EXERCISE AIM ::
Search the data for "Create". Return each matching line.

Segment Start: THE DATA

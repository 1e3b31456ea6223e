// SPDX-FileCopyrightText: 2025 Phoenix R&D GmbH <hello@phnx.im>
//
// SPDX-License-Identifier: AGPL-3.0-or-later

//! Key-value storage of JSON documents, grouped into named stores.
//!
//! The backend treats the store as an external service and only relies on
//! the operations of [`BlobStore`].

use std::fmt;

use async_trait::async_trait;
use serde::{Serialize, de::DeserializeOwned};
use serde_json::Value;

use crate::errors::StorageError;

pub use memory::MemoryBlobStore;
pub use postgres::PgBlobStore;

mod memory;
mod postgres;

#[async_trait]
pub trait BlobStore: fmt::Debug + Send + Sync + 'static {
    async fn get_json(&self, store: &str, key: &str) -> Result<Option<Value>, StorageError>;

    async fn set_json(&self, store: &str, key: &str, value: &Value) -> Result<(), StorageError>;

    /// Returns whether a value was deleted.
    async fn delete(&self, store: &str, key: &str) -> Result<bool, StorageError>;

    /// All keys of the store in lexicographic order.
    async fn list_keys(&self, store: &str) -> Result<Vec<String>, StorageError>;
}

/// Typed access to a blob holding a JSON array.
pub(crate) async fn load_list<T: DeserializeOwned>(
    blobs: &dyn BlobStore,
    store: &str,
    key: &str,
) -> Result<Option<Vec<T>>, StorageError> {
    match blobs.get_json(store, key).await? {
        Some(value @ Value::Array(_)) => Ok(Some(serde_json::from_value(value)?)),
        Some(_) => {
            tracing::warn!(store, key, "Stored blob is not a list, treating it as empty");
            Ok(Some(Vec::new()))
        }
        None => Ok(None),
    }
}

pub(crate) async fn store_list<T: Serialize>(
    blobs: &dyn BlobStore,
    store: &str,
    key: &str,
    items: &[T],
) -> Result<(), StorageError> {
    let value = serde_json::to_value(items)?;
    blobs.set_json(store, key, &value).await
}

Segment End: THE DATA
Segment Start: THE DATA

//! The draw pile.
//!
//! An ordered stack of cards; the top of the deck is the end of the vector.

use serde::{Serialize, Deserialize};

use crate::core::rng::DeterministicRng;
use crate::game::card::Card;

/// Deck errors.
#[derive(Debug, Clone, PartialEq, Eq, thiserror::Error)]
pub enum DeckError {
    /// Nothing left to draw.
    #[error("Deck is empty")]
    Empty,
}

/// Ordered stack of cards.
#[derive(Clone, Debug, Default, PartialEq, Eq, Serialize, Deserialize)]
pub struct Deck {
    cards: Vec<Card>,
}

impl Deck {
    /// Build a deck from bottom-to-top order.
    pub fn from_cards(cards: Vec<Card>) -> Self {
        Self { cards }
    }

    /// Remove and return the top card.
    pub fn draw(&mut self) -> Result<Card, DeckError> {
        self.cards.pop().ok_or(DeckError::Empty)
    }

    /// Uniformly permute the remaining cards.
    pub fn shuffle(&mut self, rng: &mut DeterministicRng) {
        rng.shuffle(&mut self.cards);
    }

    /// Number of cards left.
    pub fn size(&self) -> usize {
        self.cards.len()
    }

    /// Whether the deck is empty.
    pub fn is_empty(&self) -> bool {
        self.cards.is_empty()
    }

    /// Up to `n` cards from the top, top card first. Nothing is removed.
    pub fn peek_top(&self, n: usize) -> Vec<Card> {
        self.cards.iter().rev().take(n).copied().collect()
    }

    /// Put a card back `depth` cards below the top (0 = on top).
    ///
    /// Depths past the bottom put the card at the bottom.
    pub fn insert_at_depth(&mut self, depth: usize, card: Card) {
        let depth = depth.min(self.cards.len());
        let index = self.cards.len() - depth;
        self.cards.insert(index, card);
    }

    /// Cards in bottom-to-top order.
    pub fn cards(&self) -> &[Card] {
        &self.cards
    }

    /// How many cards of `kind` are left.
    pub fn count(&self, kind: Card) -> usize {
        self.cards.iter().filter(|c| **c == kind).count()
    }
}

Segment End: THE DATA
Segment Start: THE DATA

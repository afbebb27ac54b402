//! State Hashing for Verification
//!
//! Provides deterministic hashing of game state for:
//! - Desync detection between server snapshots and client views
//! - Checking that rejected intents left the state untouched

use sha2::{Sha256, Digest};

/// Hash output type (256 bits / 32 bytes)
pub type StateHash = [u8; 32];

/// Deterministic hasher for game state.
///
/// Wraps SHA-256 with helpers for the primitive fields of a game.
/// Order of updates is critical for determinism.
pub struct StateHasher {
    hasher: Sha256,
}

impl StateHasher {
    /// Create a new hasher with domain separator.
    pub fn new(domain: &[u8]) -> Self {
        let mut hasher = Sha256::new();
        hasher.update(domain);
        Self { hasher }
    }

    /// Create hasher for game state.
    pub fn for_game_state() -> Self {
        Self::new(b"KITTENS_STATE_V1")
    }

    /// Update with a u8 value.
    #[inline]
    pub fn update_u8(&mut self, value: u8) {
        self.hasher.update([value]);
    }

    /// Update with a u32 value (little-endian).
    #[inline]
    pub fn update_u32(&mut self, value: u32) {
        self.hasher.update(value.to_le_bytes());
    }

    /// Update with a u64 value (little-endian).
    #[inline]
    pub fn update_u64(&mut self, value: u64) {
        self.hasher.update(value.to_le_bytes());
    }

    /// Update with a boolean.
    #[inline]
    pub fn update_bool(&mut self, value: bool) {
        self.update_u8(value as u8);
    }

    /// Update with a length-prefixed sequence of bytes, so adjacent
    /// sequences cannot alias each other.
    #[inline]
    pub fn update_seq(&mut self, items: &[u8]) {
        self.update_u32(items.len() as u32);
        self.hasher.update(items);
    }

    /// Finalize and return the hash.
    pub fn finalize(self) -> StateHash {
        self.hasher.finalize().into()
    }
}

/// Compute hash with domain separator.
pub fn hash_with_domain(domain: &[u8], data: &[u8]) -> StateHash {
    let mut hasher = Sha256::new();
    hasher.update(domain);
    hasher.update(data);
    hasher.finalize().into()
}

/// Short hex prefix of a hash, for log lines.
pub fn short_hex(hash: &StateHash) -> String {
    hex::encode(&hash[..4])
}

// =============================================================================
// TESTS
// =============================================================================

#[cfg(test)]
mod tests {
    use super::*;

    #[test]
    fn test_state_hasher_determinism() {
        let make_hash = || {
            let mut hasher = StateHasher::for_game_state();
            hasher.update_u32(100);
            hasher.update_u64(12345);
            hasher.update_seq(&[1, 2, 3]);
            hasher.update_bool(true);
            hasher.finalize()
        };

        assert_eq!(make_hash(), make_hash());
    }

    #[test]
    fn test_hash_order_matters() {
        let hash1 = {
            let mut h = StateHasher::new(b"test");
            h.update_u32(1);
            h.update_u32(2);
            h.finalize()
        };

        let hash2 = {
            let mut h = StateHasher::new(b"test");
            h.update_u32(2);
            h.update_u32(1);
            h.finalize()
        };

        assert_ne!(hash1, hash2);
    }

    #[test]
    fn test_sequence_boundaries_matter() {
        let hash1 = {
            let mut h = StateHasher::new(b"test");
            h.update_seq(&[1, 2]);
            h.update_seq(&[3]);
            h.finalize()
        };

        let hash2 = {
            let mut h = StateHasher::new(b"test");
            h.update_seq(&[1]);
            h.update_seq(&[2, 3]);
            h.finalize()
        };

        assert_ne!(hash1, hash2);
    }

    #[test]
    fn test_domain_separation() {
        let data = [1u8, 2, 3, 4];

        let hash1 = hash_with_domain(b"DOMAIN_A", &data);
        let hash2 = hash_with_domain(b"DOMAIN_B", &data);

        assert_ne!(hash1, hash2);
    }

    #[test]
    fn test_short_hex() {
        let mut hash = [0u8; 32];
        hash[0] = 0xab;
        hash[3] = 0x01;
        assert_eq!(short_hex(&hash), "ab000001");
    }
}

Segment End: THE DATA

TASK ANSWER ::
    /// Create a new hasher with domain separator.
    /// Create hasher for game state.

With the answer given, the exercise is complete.